▶ _Work task_: Please return every line in the following data that includes the string "commands".

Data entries
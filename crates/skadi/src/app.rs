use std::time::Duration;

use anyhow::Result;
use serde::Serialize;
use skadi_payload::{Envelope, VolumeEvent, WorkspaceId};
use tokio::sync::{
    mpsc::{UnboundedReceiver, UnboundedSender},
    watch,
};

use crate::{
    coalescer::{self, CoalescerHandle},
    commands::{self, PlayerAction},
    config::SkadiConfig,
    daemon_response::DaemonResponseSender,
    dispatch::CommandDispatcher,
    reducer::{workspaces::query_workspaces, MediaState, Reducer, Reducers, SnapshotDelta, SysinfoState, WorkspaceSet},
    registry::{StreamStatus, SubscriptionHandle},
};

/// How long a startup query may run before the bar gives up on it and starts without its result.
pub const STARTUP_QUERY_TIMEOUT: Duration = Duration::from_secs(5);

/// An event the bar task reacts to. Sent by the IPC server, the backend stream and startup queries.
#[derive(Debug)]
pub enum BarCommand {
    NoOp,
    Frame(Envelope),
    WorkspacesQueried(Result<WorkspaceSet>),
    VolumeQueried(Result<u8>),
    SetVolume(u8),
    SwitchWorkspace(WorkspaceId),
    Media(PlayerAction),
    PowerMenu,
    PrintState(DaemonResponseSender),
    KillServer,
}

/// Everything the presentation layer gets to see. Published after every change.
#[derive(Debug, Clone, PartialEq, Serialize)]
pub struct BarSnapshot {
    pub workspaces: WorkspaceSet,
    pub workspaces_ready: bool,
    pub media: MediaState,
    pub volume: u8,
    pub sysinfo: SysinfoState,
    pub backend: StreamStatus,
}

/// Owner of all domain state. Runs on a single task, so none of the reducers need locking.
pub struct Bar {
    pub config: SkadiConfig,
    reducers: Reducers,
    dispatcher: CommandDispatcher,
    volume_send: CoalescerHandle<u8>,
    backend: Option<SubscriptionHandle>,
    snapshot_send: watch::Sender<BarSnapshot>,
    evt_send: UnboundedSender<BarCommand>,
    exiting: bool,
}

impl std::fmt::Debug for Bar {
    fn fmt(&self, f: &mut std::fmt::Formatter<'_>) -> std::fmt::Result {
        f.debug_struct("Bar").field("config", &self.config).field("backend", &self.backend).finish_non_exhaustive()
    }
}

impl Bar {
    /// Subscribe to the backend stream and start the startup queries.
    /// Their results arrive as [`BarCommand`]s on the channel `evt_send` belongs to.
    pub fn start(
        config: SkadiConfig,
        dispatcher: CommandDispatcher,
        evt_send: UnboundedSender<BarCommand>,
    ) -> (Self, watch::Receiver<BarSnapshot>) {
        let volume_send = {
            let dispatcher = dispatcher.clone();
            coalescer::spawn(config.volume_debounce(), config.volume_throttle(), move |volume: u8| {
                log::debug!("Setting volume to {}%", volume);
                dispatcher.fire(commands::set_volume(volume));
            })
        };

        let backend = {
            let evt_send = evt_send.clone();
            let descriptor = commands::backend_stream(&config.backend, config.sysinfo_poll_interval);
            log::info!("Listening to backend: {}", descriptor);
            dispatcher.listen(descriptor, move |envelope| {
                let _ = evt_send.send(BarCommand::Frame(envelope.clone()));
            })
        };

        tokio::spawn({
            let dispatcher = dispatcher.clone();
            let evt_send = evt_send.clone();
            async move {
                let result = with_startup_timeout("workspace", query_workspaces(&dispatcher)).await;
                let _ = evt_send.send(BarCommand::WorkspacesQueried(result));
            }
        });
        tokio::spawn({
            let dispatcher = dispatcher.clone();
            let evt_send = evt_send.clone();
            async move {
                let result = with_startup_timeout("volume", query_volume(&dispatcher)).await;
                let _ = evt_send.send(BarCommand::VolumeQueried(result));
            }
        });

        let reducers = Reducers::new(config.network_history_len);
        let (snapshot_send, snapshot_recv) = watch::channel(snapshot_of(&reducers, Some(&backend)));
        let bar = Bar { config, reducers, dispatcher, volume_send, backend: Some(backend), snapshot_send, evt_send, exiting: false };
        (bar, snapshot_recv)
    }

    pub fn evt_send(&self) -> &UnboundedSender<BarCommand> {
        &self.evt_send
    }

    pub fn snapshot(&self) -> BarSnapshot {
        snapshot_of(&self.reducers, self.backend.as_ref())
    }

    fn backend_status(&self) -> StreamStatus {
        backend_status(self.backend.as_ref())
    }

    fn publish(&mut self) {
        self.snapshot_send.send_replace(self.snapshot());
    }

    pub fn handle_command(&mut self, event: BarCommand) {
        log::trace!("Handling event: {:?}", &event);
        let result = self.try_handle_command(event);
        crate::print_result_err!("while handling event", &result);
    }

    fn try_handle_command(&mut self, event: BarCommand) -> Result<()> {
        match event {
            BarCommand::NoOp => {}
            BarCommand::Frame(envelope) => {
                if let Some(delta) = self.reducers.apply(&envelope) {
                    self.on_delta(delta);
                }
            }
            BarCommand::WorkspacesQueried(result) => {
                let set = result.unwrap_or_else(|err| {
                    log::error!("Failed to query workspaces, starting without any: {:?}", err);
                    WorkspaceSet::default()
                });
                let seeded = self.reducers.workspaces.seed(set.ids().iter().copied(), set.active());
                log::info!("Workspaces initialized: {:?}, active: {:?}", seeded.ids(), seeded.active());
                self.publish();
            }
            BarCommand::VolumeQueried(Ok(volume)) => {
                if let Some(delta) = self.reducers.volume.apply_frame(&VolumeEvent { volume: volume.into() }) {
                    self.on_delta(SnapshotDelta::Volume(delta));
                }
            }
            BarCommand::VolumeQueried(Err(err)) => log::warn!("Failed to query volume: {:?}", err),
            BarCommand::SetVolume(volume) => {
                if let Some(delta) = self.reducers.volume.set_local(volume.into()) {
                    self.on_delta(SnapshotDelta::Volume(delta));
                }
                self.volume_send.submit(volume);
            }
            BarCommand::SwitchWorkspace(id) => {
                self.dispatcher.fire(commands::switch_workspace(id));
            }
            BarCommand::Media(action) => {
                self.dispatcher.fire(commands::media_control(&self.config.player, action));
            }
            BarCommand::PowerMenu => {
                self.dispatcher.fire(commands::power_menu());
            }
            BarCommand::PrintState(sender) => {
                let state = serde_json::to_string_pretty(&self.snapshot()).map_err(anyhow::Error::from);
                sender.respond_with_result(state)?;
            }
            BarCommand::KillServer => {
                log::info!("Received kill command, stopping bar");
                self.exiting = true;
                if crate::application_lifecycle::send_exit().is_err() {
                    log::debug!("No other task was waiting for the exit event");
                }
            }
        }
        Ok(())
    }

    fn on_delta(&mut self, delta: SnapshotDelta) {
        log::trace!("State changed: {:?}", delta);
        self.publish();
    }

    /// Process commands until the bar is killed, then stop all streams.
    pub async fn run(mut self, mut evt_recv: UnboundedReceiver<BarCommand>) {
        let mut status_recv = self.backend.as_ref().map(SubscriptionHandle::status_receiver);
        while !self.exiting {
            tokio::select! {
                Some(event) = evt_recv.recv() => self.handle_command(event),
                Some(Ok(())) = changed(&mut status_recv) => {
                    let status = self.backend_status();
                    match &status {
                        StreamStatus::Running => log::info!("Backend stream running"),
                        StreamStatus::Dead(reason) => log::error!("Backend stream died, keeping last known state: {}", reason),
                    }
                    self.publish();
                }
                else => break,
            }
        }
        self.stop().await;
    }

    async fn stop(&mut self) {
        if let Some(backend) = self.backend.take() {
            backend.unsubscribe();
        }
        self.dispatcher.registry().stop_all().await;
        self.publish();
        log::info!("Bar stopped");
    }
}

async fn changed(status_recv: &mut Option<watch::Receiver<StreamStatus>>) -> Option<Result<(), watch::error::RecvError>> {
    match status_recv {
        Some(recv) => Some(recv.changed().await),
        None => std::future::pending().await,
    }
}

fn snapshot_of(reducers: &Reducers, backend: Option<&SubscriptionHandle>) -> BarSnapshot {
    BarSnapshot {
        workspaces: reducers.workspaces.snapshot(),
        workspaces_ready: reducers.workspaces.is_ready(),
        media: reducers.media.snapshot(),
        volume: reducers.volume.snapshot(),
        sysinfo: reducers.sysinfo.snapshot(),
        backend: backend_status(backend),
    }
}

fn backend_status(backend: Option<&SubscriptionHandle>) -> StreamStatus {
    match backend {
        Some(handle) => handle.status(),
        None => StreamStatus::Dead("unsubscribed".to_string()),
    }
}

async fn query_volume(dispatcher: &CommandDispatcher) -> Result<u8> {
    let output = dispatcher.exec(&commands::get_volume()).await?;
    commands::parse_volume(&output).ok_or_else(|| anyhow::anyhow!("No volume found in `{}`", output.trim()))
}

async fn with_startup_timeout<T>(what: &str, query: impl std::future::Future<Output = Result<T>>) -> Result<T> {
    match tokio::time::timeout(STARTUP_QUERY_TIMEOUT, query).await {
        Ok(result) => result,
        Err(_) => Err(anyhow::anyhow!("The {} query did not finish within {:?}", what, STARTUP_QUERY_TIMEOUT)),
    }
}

▶ _Task answer_:
    commands::{self, PlayerAction},
                dispatcher.fire(commands::set_volume(volume));
            let descriptor = commands::backend_stream(&config.backend, config.sysinfo_poll_interval);
                self.dispatcher.fire(commands::switch_workspace(id));
                self.dispatcher.fire(commands::media_control(&self.config.player, action));
                self.dispatcher.fire(commands::power_menu());
    /// Process commands until the bar is killed, then stop all streams.
    let output = dispatcher.exec(&commands::get_volume()).await?;
    commands::parse_volume(&output).ok_or_else(|| anyhow::anyhow!("No volume found in `{}`", output.trim()))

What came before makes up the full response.